The existence of the faintest galaxy ever observed in the early cosmos has been confirmed by an international research team headed by UCLA astrophysicists. The galaxy known as JD1 is one of the farthest galaxies discovered. It is a representative example of the types of galaxies that blazed through the hydrogen atom cloud left over after the Big Bang, allowing light to shine through the Universe and forming it into what it is today.
JD1 is only possible to observe with a powerful telescope and some assistance from nature because it is so dim and distant. The light from JD1 is amplified and bent by the gravitational influence of a huge group of nearby galaxies named Abell 2744, making JD1 look larger and 13 times brighter than it is. Without gravitational lensing, JD1 would have gone unnoticed; the effect is comparable to how a magnifying glass distorts and amplifies light inside its field of view.
Guido Roberts-Borsani, a UCLA postdoctoral researcher and the study’s first author, said, “Most of the galaxies found with JWST so far are bright galaxies that are rare and not thought to be particularly representative of the young galaxies that populated the early Universe. As such, while important, they are not thought to be the main agents that burned through all of that hydrogen fog.”

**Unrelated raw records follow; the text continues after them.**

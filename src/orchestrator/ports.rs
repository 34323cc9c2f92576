//! Free-port discovery for dev servers.
//!
//! Ports are probed by binding a throwaway listener. A port that is handed
//! out stays in an allocator-local in-use set until [`PortAllocator::release`]
//! is called, so two projects allocating concurrently never receive the same
//! port even though nothing holds the socket open in between.

use std::collections::HashSet;
use std::net::{IpAddr, Ipv4Addr, TcpListener};
use std::sync::Mutex;

use tracing::debug;

use crate::errors::OrchestratorError;

pub struct PortAllocator {
    host: IpAddr,
    in_use: Mutex<HashSet<u16>>,
}

impl Default for PortAllocator {
    fn default() -> Self {
        Self::new(IpAddr::V4(Ipv4Addr::LOCALHOST))
    }
}

impl PortAllocator {
    pub fn new(host: IpAddr) -> Self {
        Self {
            host,
            in_use: Mutex::new(HashSet::new()),
        }
    }

    /// Probe ports `start..start + window` in order and return the first one
    /// that can be bound and is not already handed out.
    pub fn allocate(&self, start: u16, window: u16) -> Result<u16, OrchestratorError> {
        let mut in_use = self.in_use.lock().unwrap_or_else(|e| e.into_inner());
        for offset in 0..window {
            let Some(port) = start.checked_add(offset) else {
                break;
            };
            if port == 0 || in_use.contains(&port) {
                continue;
            }
            if self.is_free(port) {
                in_use.insert(port);
                debug!(port, "Allocated port");
                return Ok(port);
            }
        }
        Err(OrchestratorError::PortExhausted { start, window })
    }

    /// Return a port to the pool. Releasing an unknown port is a no-op.
    pub fn release(&self, port: u16) {
        let mut in_use = self.in_use.lock().unwrap_or_else(|e| e.into_inner());
        if in_use.remove(&port) {
            debug!(port, "Released port");
        }
    }

    pub fn is_allocated(&self, port: u16) -> bool {
        self.in_use
            .lock()
            .unwrap_or_else(|e| e.into_inner())
            .contains(&port)
    }

    /// Bind and immediately drop a listener on `port`.
    pub fn is_free(&self, port: u16) -> bool {
        TcpListener::bind((self.host, port)).is_ok()
    }
}
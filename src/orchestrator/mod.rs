//! Process and job orchestration core.
//!
//! - [`ports`] hands out free TCP ports for dev servers.
//! - [`hub`] owns the observer registry and channel fan-out.
//! - [`process`] spawns and supervises OS child processes.
//! - [`queue`] admits build/deploy jobs under a concurrency cap.
//! - [`lifecycle`] owns per-project status and dev servers.
//! - [`store`] is the write-behind project registry.
//! - [`plane`] wires them together.
//!
//! Each component owns its state behind its own lock and never reaches into
//! another's; they talk through method calls and hub messages only.

pub mod commands;
pub mod events;
pub mod hub;
pub mod lifecycle;
pub mod models;
pub mod plane;
pub mod ports;
pub mod process;
pub mod progress;
pub mod queue;
pub mod store;

pub use hub::EventHub;
pub use lifecycle::ProcessManager;
pub use plane::ControlPlane;
pub use queue::BuildQueue;
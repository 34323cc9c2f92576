//! Build admission controller.
//!
//! At most `max_concurrent` build/deploy jobs run at once; everything else
//! waits in a FIFO queue. A project never has more than one job queued or
//! running. When a running job reaches a terminal state its slot is released
//! and the queue is drained in the same critical section, so a free slot is
//! never left idle while jobs are waiting.
//!
//! Each running job is owned by a monitor task that forwards output to the
//! hub, races the process exit against the job timeout and cancellation,
//! then resolves the submitter's [`JobTicket`].

use std::collections::{HashMap, VecDeque};
use std::path::PathBuf;
use std::sync::{Arc, Mutex, MutexGuard};
use std::time::{Duration, Instant};

use anyhow::anyhow;
use chrono::Utc;
use serde::Serialize;
use tokio::sync::{Notify, oneshot};
use tracing::{debug, error, info, warn};
use uuid::Uuid;

use super::commands::CommandResolver;
use super::events::{HubMessage, channels};
use super::hub::EventHub;
use super::models::{BuildJob, BuildOptions, CommandSpec, JobState, ProcessKind, Project, ProjectId};
use super::process::{OutputLine, Supervised, spawn_supervised};
use super::progress::{ExtractorRegistry, ProgressExtractor, detect_tool};
use crate::errors::OrchestratorError;

/// Result a job's future resolves with. On success the job record is
/// returned in its final (`completed`) state.
pub type JobOutcome = Result<BuildJob, OrchestratorError>;

#[derive(Debug, Clone)]
pub struct QueueConfig {
    pub max_concurrent: usize,
    pub job_timeout: Duration,
    /// Grace period between SIGTERM and SIGKILL on cancel or timeout.
    pub kill_grace: Duration,
}

impl Default for QueueConfig {
    fn default() -> Self {
        Self {
            max_concurrent: 2,
            job_timeout: Duration::from_secs(600),
            kill_grace: Duration::from_secs(5),
        }
    }
}

#[derive(Debug, Clone, Copy, PartialEq, Eq, Serialize)]
#[serde(rename_all = "snake_case")]
pub enum CancelOutcome {
    /// The job was running; its process has been asked to terminate.
    Signalled,
    /// The job was queued and has been removed without spawning anything.
    Dequeued,
    NotFound,
}

#[derive(Debug, Clone, Serialize)]
pub struct QueueStats {
    pub active_count: usize,
    pub queue_length: usize,
    pub max_concurrent: usize,
    pub active: Vec<BuildJob>,
    pub queued: Vec<BuildJob>,
}

/// Handle returned by [`BuildQueue::submit`].
#[derive(Debug)]
pub struct JobTicket {
    pub job_id: Uuid,
    pub project_id: ProjectId,
    pub kind: ProcessKind,
    /// 1-based queue position at submission, `None` if the job started
    /// immediately.
    pub queue_position: Option<usize>,
    rx: oneshot::Receiver<JobOutcome>,
}

impl JobTicket {
    pub fn started_immediately(&self) -> bool {
        self.queue_position.is_none()
    }

    /// Wait for the job to reach a terminal state.
    pub async fn wait(self) -> JobOutcome {
        match self.rx.await {
            Ok(outcome) => outcome,
            Err(_) => Err(OrchestratorError::Other(anyhow!(
                "{} job for project {} was dropped without an outcome",
                self.kind,
                self.project_id
            ))),
        }
    }
}

struct PendingJob {
    job: BuildJob,
    cwd: PathBuf,
    spec: CommandSpec,
    extractor: Arc<dyn ProgressExtractor>,
    done: oneshot::Sender<JobOutcome>,
}

struct ActiveJob {
    job: BuildJob,
    cancel: Option<oneshot::Sender<()>>,
}

#[derive(Default)]
struct QueueState {
    active: HashMap<ProjectId, ActiveJob>,
    queued: VecDeque<PendingJob>,
    closed: bool,
}

#[derive(Debug, Clone, Copy, PartialEq, Eq)]
enum StopReason {
    Timeout,
    Cancelled,
}

struct Inner {
    config: QueueConfig,
    hub: Arc<EventHub>,
    resolver: Arc<dyn CommandResolver>,
    extractors: ExtractorRegistry,
    state: Mutex<QueueState>,
    idle: Notify,
}
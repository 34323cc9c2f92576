//! Spawning and supervising OS child processes.
//!
//! The `Child` is moved into a dedicated supervisor task that waits for it to
//! exit. Callers keep a [`ProcessHandle`] which can only ask for termination;
//! the supervisor owns the escalation: SIGTERM to the child's process group,
//! then SIGKILL once the grace period runs out. Output lines arrive on an
//! unbounded channel and the exit outcome on a oneshot, sent only after both
//! output readers have drained (or the drain deadline passed).

use std::path::Path;
use std::process::Stdio;
use std::time::Duration;

use chrono::Utc;
use tokio::io::{AsyncBufReadExt, AsyncRead, BufReader};
use tokio::process::{Child, Command};
use tokio::sync::{mpsc, oneshot};
use tokio::task::JoinHandle;
use tracing::{debug, info, warn};

use super::events::LogStream;
use super::models::{CommandSpec, ProcessInfo, ProcessKind, ProjectId};

/// How long to wait for stdout/stderr readers after the child has exited.
/// Grandchildren that inherited the pipes could otherwise hold them open.
const OUTPUT_DRAIN_TIMEOUT: Duration = Duration::from_secs(2);

/// One line of child output.
#[derive(Debug, Clone, PartialEq, Eq)]
pub struct OutputLine {
    pub stream: LogStream,
    pub line: String,
}

/// How a supervised process ended.
#[derive(Debug, Clone, PartialEq, Eq)]
pub struct ProcessExit {
    pub code: Option<i32>,
    /// Termination was requested through the handle.
    pub terminated: bool,
    /// SIGKILL escalation was needed.
    pub killed: bool,
    /// Waiting on the child failed.
    pub error: Option<String>,
}

impl ProcessExit {
    pub fn success(&self) -> bool {
        self.error.is_none() && self.code == Some(0)
    }

    /// A process we asked to stop counts as a clean exit whatever its code.
    pub fn clean(&self) -> bool {
        self.success() || (self.terminated && self.error.is_none())
    }
}

/// The orchestrator's record of a supervised OS child process.
pub struct ProcessHandle {
    info: ProcessInfo,
    term_tx: Option<oneshot::Sender<()>>,
}

impl ProcessHandle {
    pub fn info(&self) -> &ProcessInfo {
        &self.info
    }

    pub fn pid(&self) -> Option<u32> {
        self.info.pid
    }

    /// Ask the supervisor to terminate the process. Fire-and-forget: returns
    /// whether the request was delivered (false once already requested or
    /// after the process has exited).
    pub fn terminate(&mut self) -> bool {
        match self.term_tx.take() {
            Some(tx) => tx.send(()).is_ok(),
            None => false,
        }
    }
}

/// Everything a caller gets back from [`spawn_supervised`].
pub struct Supervised {
    pub handle: ProcessHandle,
    pub output: mpsc::UnboundedReceiver<OutputLine>,
    pub exit: oneshot::Receiver<ProcessExit>,
}

/// Spawn `spec` in `cwd` and start supervising it.
///
/// Spawning itself is synchronous; only the supervision runs on the tokio
/// runtime, so this must be called from within one.
pub fn spawn_supervised(
    project_id: &ProjectId,
    kind: ProcessKind,
    spec: &CommandSpec,
    cwd: &Path,
    kill_grace: Duration,
) -> std::io::Result<Supervised> {
    let mut cmd = Command::new(&spec.program);
    cmd.args(&spec.args)
        .envs(&spec.env)
        .current_dir(cwd)
        .stdin(Stdio::null())
        .stdout(Stdio::piped())
        .stderr(Stdio::piped())
        .kill_on_drop(true);
    #[cfg(unix)]
    cmd.process_group(0);

    info!(project = %project_id, %kind, command = %spec.display(), "Spawning process");
    let mut child = cmd.spawn()?;
    let pid = child.id();
    debug!(project = %project_id, %kind, ?pid, "Process started");

    let (line_tx, line_rx) = mpsc::unbounded_channel();
    let mut readers = Vec::with_capacity(2);
    if let Some(stdout) = child.stdout.take() {
        readers.push(tokio::spawn(read_lines(stdout, LogStream::Stdout, line_tx.clone())));
    }
    if let Some(stderr) = child.stderr.take() {
        readers.push(tokio::spawn(read_lines(stderr, LogStream::Stderr, line_tx)));
    }

    let (term_tx, term_rx) = oneshot::channel();
    let (exit_tx, exit_rx) = oneshot::channel();
    tokio::spawn(supervise(
        child,
        pid,
        term_rx,
        kill_grace,
        readers,
        exit_tx,
        format!("{}/{}", project_id, kind),
    ));

    Ok(Supervised {
        handle: ProcessHandle {
            info: ProcessInfo {
                project_id: project_id.clone(),
                kind,
                pid,
                started_at: Utc::now(),
            },
            term_tx: Some(term_tx),
        },
        output: line_rx,
        exit: exit_rx,
    })
}

async fn read_lines<R>(reader: R, stream: LogStream, tx: mpsc::UnboundedSender<OutputLine>)
where
    R: AsyncRead + Unpin,
{
    let mut lines = BufReader::new(reader).lines();
    loop {
        match lines.next_line().await {
            Ok(Some(line)) => {
                if tx.send(OutputLine { stream, line }).is_err() {
                    break;
                }
            }
            Ok(None) => break,
            Err(e) => {
                debug!(?stream, "Output read failed: {}", e);
                break;
            }
        }
    }
}

/// Background task: owns `child`, waits for it to exit, reports the outcome.
///
/// Two ways the task can end:
/// 1. The process exits on its own and `child.wait()` resolves.
/// 2. `term_rx` fires: SIGTERM, then SIGKILL after `kill_grace`.
async fn supervise(
    mut child: Child,
    pid: Option<u32>,
    term_rx: oneshot::Receiver<()>,
    kill_grace: Duration,
    readers: Vec<JoinHandle<()>>,
    exit_tx: oneshot::Sender<ProcessExit>,
    label: String,
) {
    let mut terminated = false;
    let mut killed = false;

    let result = tokio::select! {
        result = child.wait() => result,
        Ok(()) = term_rx => {
            terminated = true;
            signal_terminate(&mut child, pid);
            match tokio::time::timeout(kill_grace, child.wait()).await {
                Ok(result) => result,
                Err(_) => {
                    warn!(process = %label, ?pid, "Process ignored SIGTERM for {:?}, killing", kill_grace);
                    killed = true;
                    signal_kill(&mut child, pid);
                    child.wait().await
                }
            }
        }
    };

    let exit = match result {
        Ok(status) => {
            debug!(process = %label, ?pid, ?status, "Process exited");
            ProcessExit {
                code: status.code(),
                terminated,
                killed,
                error: None,
            }
        }
        Err(e) => {
            warn!(process = %label, ?pid, "Failed to wait for process: {}", e);
            ProcessExit {
                code: None,
                terminated,
                killed,
                error: Some(e.to_string()),
            }
        }
    };

    for reader in readers {
        if tokio::time::timeout(OUTPUT_DRAIN_TIMEOUT, reader).await.is_err() {
            debug!(process = %label, "Output reader still open after exit, detaching");
        }
    }

    let _ = exit_tx.send(exit);
}

#[cfg(unix)]
fn signal_group(pid: Option<u32>, signal: libc::c_int) -> bool {
    let Some(pid) = pid.and_then(|p| i32::try_from(p).ok()) else {
        return false;
    };
    // The child leads its own process group, so -pid reaches its descendants too.
    unsafe { libc::kill(-pid, signal) == 0 }
}

#[cfg(unix)]
fn signal_terminate(child: &mut Child, pid: Option<u32>) {
    if !signal_group(pid, libc::SIGTERM) {
        let _ = child.start_kill();
    }
}

#[cfg(not(unix))]
fn signal_terminate(child: &mut Child, _pid: Option<u32>) {
    let _ = child.start_kill();
}

#[cfg(unix)]
fn signal_kill(child: &mut Child, pid: Option<u32>) {
    signal_group(pid, libc::SIGKILL);
    let _ = child.start_kill();
}

#[cfg(not(unix))]
fn signal_kill(child: &mut Child, _pid: Option<u32>) {
    let _ = child.start_kill();
}
//! Layered configuration: `devplane.toml`, then `DEVPLANE_*` environment
//! variables, then command-line flags (applied by `main`).

use std::net::IpAddr;
use std::path::{Path, PathBuf};
use std::time::Duration;

use anyhow::{Context, Result};
use serde::{Deserialize, Serialize};

use crate::orchestrator::commands::{
    CommandResolver, PackageManagerResolver, ScriptNames, ShellResolver,
};
use crate::orchestrator::hub::HubConfig;
use crate::orchestrator::lifecycle::LifecycleConfig;
use crate::orchestrator::models::ProcessKind;
use crate::orchestrator::queue::QueueConfig;

pub const CONFIG_FILE_NAME: &str = "devplane.toml";
pub const CONFIG_DIR_NAME: &str = ".devplane";

#[derive(Debug, Clone, PartialEq, Serialize, Deserialize)]
pub struct ServerSection {
    #[serde(default = "default_host")]
    pub host: String,
    #[serde(default = "default_server_port")]
    pub port: u16,
    /// Permissive CORS for a dashboard served from another origin.
    #[serde(default)]
    pub dev_mode: bool,
}

fn default_host() -> String {
    "127.0.0.1".to_string()
}

fn default_server_port() -> u16 {
    3141
}

impl Default for ServerSection {
    fn default() -> Self {
        Self {
            host: default_host(),
            port: default_server_port(),
            dev_mode: false,
        }
    }
}

#[derive(Debug, Clone, PartialEq, Serialize, Deserialize)]
pub struct BuildsSection {
    #[serde(default = "default_max_concurrent")]
    pub max_concurrent: usize,
    #[serde(default = "default_timeout_secs")]
    pub timeout_secs: u64,
    /// Seconds between SIGTERM and SIGKILL.
    #[serde(default = "default_kill_grace_secs")]
    pub kill_grace_secs: u64,
}

fn default_max_concurrent() -> usize {
    2
}

fn default_timeout_secs() -> u64 {
    600
}

fn default_kill_grace_secs() -> u64 {
    5
}

impl Default for BuildsSection {
    fn default() -> Self {
        Self {
            max_concurrent: default_max_concurrent(),
            timeout_secs: default_timeout_secs(),
            kill_grace_secs: default_kill_grace_secs(),
        }
    }
}

#[derive(Debug, Clone, PartialEq, Serialize, Deserialize)]
pub struct HubSection {
    #[serde(default = "default_max_connections")]
    pub max_connections: usize,
    #[serde(default = "default_heartbeat_interval_secs")]
    pub heartbeat_interval_secs: u64,
}

fn default_max_connections() -> usize {
    100
}

fn default_heartbeat_interval_secs() -> u64 {
    30
}

impl Default for HubSection {
    fn default() -> Self {
        Self {
            max_connections: default_max_connections(),
            heartbeat_interval_secs: default_heartbeat_interval_secs(),
        }
    }
}

#[derive(Debug, Clone, PartialEq, Serialize, Deserialize)]
pub struct PortsSection {
    /// Interface dev-server ports are probed on.
    #[serde(default = "default_host")]
    pub host: String,
    #[serde(default = "default_base_port")]
    pub base_port: u16,
    #[serde(default = "default_window")]
    pub window: u16,
}

fn default_base_port() -> u16 {
    3000
}

fn default_window() -> u16 {
    100
}

impl Default for PortsSection {
    fn default() -> Self {
        Self {
            host: default_host(),
            base_port: default_base_port(),
            window: default_window(),
        }
    }
}

#[derive(Debug, Clone, PartialEq, Serialize, Deserialize)]
pub struct StoreSection {
    #[serde(default = "default_snapshot_path")]
    pub snapshot_path: PathBuf,
    #[serde(default = "default_debounce_ms")]
    pub debounce_ms: u64,
}

fn default_snapshot_path() -> PathBuf {
    PathBuf::from(CONFIG_DIR_NAME).join("projects.json")
}

fn default_debounce_ms() -> u64 {
    500
}

impl Default for StoreSection {
    fn default() -> Self {
        Self {
            snapshot_path: default_snapshot_path(),
            debounce_ms: default_debounce_ms(),
        }
    }
}

/// Command overrides. Shell lines win over package-manager scripts.
#[derive(Debug, Clone, PartialEq, Serialize, Deserialize)]
pub struct CommandsSection {
    #[serde(default, skip_serializing_if = "Option::is_none")]
    pub dev: Option<String>,
    #[serde(default, skip_serializing_if = "Option::is_none")]
    pub build: Option<String>,
    #[serde(default, skip_serializing_if = "Option::is_none")]
    pub deploy: Option<String>,
    #[serde(default = "default_dev_script")]
    pub dev_script: String,
    #[serde(default = "default_build_script")]
    pub build_script: String,
    #[serde(default = "default_deploy_script")]
    pub deploy_script: String,
}

fn default_dev_script() -> String {
    "dev".to_string()
}

fn default_build_script() -> String {
    "build".to_string()
}

fn default_deploy_script() -> String {
    "deploy".to_string()
}

impl Default for CommandsSection {
    fn default() -> Self {
        Self {
            dev: None,
            build: None,
            deploy: None,
            dev_script: default_dev_script(),
            build_script: default_build_script(),
            deploy_script: default_deploy_script(),
        }
    }
}

impl CommandsSection {
    /// Build the resolver chain: configured shell lines, then scripts.
    pub fn resolver(&self) -> Box<dyn CommandResolver> {
        let scripts = PackageManagerResolver::new(ScriptNames {
            dev: self.dev_script.clone(),
            build: self.build_script.clone(),
            deploy: self.deploy_script.clone(),
        });
        let mut shell = ShellResolver::new();
        for (kind, line) in [
            (ProcessKind::Dev, &self.dev),
            (ProcessKind::Build, &self.build),
            (ProcessKind::Deploy, &self.deploy),
        ] {
            if let Some(line) = line {
                shell = shell.with(kind, line.clone());
            }
        }
        if shell.is_empty() {
            Box::new(scripts)
        } else {
            Box::new(shell.with_fallback(scripts))
        }
    }
}

/// The complete `devplane.toml` structure.
#[derive(Debug, Clone, Default, PartialEq, Serialize, Deserialize)]
pub struct PlaneConfig {
    #[serde(default)]
    pub server: ServerSection,
    #[serde(default)]
    pub builds: BuildsSection,
    #[serde(default)]
    pub hub: HubSection,
    #[serde(default)]
    pub ports: PortsSection,
    #[serde(default)]
    pub store: StoreSection,
    #[serde(default)]
    pub commands: CommandsSection,
}

impl PlaneConfig {
    pub fn load(path: &Path) -> Result<Self> {
        let content = std::fs::read_to_string(path)
            .with_context(|| format!("Failed to read config file: {}", path.display()))?;
        Self::parse(&content).with_context(|| format!("Invalid config file: {}", path.display()))
    }

    pub fn parse(content: &str) -> Result<Self> {
        toml::from_str(content).context("Failed to parse devplane.toml")
    }

    /// Where to look for a config file when none is given explicitly:
    /// `./.devplane/devplane.toml`, then the user config directory.
    pub fn discover(cwd: &Path) -> Option<PathBuf> {
        let local = cwd.join(CONFIG_DIR_NAME).join(CONFIG_FILE_NAME);
        if local.exists() {
            return Some(local);
        }
        dirs::config_dir()
            .map(|dir| dir.join("devplane").join(CONFIG_FILE_NAME))
            .filter(|path| path.exists())
    }

    /// Load the explicit file, or a discovered one, or defaults; then apply
    /// the process environment.
    pub fn resolve(explicit: Option<&Path>, cwd: &Path) -> Result<(Self, Option<PathBuf>)> {
        let source = match explicit {
            Some(path) => Some(path.to_path_buf()),
            None => Self::discover(cwd),
        };
        let mut config = match source {
            Some(ref path) => Self::load(path)?,
            None => Self::default(),
        };
        config.apply_env(|key| std::env::var(key).ok())?;
        Ok((config, source))
    }

    /// Apply `DEVPLANE_*` overrides read through `lookup`.
    pub fn apply_env<F>(&mut self, lookup: F) -> Result<()>
    where
        F: Fn(&str) -> Option<String>,
    {
        if let Some(host) = lookup("DEVPLANE_HOST") {
            self.server.host = host;
        }
        if let Some(port) = env_number(&lookup, "DEVPLANE_PORT")? {
            self.server.port = port;
        }
        if let Some(max) = env_number(&lookup, "DEVPLANE_MAX_CONCURRENT_BUILDS")? {
            self.builds.max_concurrent = max;
        }
        if let Some(secs) = env_number(&lookup, "DEVPLANE_BUILD_TIMEOUT_SECS")? {
            self.builds.timeout_secs = secs;
        }
        if let Some(max) = env_number(&lookup, "DEVPLANE_MAX_CONNECTIONS")? {
            self.hub.max_connections = max;
        }
        if let Some(port) = env_number(&lookup, "DEVPLANE_BASE_PORT")? {
            self.ports.base_port = port;
        }
        Ok(())
    }

    pub fn save(&self, path: &Path) -> Result<()> {
        if let Some(parent) = path.parent()
            && !parent.as_os_str().is_empty()
        {
            std::fs::create_dir_all(parent)
                .with_context(|| format!("Failed to create {}", parent.display()))?;
        }
        std::fs::write(path, self.to_toml()?)
            .with_context(|| format!("Failed to write config file: {}", path.display()))?;
        Ok(())
    }

    pub fn to_toml(&self) -> Result<String> {
        toml::to_string_pretty(self).context("Failed to serialize devplane.toml")
    }

    /// Returns every problem found; empty means valid.
    pub fn validate(&self) -> Vec<String> {
        let mut errors = Vec::new();
        if self.server.host.parse::<IpAddr>().is_err() {
            errors.push(format!("server.host '{}' is not an IP address", self.server.host));
        }
        if self.ports.host.parse::<IpAddr>().is_err() {
            errors.push(format!("ports.host '{}' is not an IP address", self.ports.host));
        }
        if self.builds.max_concurrent == 0 {
            errors.push("builds.max_concurrent must be at least 1".to_string());
        }
        if self.builds.timeout_secs == 0 {
            errors.push("builds.timeout_secs must be at least 1".to_string());
        }
        if self.hub.max_connections == 0 {
            errors.push("hub.max_connections must be at least 1".to_string());
        }
        if self.hub.heartbeat_interval_secs == 0 {
            errors.push("hub.heartbeat_interval_secs must be at least 1".to_string());
        }
        if self.ports.window == 0 {
            errors.push("ports.window must be at least 1".to_string());
        }
        if u32::from(self.ports.base_port) + u32::from(self.ports.window) > u32::from(u16::MAX) + 1 {
            errors.push(format!(
                "ports.base_port {} + ports.window {} exceeds the port range",
                self.ports.base_port, self.ports.window
            ));
        }
        errors
    }

    pub fn queue_config(&self) -> QueueConfig {
        QueueConfig {
            max_concurrent: self.builds.max_concurrent,
            job_timeout: Duration::from_secs(self.builds.timeout_secs),
            kill_grace: self.kill_grace(),
        }
    }

    pub fn hub_config(&self) -> HubConfig {
        HubConfig {
            max_connections: self.hub.max_connections,
            heartbeat_interval: Duration::from_secs(self.hub.heartbeat_interval_secs),
        }
    }

    pub fn lifecycle_config(&self) -> LifecycleConfig {
        LifecycleConfig {
            base_port: self.ports.base_port,
            port_window: self.ports.window,
            kill_grace: self.kill_grace(),
        }
    }

    pub fn kill_grace(&self) -> Duration {
        Duration::from_secs(self.builds.kill_grace_secs)
    }

    pub fn debounce(&self) -> Duration {
        Duration::from_millis(self.store.debounce_ms)
    }
}

fn env_number<T, F>(lookup: &F, key: &str) -> Result<Option<T>>
where
    T: std::str::FromStr,
    T::Err: std::error::Error + Send + Sync + 'static,
    F: Fn(&str) -> Option<String>,
{
    match lookup(key) {
        Some(raw) => raw
            .trim()
            .parse()
            .map(Some)
            .with_context(|| format!("Invalid value for {}: '{}'", key, raw)),
        None => Ok(None),
    }
}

“Ultra-faint galaxies such as JD1, on the other hand, are far more numerous, which is why we believe they are more representative of the galaxies that conducted the reionization process, allowing ultraviolet light to travel unimpeded through space and time.”
The scientists were able to determine the galaxy’s precise age and distance from Earth, as well as the number of stars, amount of dust, and heavy elements that it formed in its relatively brief lifetime, thanks to the Webb Telescope’s near-infrared spectrograph instrument, NIRSpec.
The team studied the galaxy’s structure in unprecedented detail and resolution thanks to the gravitational magnification of the galaxy and fresh images from NIRCam, another near-infrared instrument on the Webb Telescope. This analysis revealed three main elongated dust and gas clumps forming stars. With the aid of the fresh information, the team was able to determine the origin and shape of JD1’s light and identify a small galaxy that is only a small portion of the size of older galaxies like the Milky Way, which is 13.6 billion years old.
Tommaso Treu, a UCLA physics and astronomy professor and the study’s second author, said, “Before the Webb telescope switched on just a year ago, we could not even dream of confirming such a faint galaxy. The combination of JWST and the magnifying power of gravitational lensing is a revolution. We are rewriting the book on how galaxies formed and evolved in the immediate aftermath of the Big Bang.”